-- Activity --
For each line below that contains the word "NaiveDate", make a copy.

>>>

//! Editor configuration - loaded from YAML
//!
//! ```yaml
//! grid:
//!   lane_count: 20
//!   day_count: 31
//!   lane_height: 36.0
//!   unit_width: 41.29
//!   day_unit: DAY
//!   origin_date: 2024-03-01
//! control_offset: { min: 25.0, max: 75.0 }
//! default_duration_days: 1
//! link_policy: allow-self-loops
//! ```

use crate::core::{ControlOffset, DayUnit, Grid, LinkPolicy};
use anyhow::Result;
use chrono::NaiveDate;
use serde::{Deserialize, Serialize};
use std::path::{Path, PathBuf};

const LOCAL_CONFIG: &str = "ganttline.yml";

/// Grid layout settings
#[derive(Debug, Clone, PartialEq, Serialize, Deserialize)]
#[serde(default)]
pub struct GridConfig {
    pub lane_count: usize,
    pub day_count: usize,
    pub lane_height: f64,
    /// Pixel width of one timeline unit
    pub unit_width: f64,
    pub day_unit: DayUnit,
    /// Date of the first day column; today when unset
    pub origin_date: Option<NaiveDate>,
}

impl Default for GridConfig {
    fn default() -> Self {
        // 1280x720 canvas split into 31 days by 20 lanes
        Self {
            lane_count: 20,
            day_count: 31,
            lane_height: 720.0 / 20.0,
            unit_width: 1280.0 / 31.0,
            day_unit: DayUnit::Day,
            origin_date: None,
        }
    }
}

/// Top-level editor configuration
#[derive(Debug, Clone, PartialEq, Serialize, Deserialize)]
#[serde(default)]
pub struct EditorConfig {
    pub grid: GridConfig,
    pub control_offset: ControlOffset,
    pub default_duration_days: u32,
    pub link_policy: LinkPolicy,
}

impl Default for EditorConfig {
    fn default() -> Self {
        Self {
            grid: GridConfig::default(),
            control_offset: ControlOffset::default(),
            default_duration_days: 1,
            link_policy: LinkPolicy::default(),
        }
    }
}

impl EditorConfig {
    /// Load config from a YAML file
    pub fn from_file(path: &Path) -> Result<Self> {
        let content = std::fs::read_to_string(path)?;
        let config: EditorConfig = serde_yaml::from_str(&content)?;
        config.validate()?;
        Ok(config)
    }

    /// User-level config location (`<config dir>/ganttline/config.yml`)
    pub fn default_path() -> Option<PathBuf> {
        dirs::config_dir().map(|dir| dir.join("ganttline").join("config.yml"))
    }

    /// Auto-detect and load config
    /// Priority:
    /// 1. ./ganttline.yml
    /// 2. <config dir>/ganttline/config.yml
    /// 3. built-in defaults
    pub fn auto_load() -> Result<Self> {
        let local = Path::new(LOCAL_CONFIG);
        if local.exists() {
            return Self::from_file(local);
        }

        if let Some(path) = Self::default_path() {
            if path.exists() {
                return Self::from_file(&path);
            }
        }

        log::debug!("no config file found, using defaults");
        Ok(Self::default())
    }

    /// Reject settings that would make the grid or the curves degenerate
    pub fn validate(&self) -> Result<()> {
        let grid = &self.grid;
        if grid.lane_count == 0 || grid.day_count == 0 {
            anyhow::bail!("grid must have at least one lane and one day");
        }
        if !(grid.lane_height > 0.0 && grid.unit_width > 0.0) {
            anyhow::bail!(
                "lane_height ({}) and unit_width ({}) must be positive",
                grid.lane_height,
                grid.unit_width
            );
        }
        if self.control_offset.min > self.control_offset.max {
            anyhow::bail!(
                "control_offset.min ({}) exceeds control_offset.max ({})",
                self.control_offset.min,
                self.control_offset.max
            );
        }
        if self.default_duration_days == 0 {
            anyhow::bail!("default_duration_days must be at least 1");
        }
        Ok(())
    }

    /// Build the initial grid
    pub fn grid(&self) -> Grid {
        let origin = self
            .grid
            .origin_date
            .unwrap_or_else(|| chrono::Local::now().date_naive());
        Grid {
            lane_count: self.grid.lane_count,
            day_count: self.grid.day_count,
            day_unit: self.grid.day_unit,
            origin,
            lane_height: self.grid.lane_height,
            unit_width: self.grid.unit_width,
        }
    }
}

<<<

-- Written answer --
use chrono::NaiveDate;
    pub origin_date: Option<NaiveDate>,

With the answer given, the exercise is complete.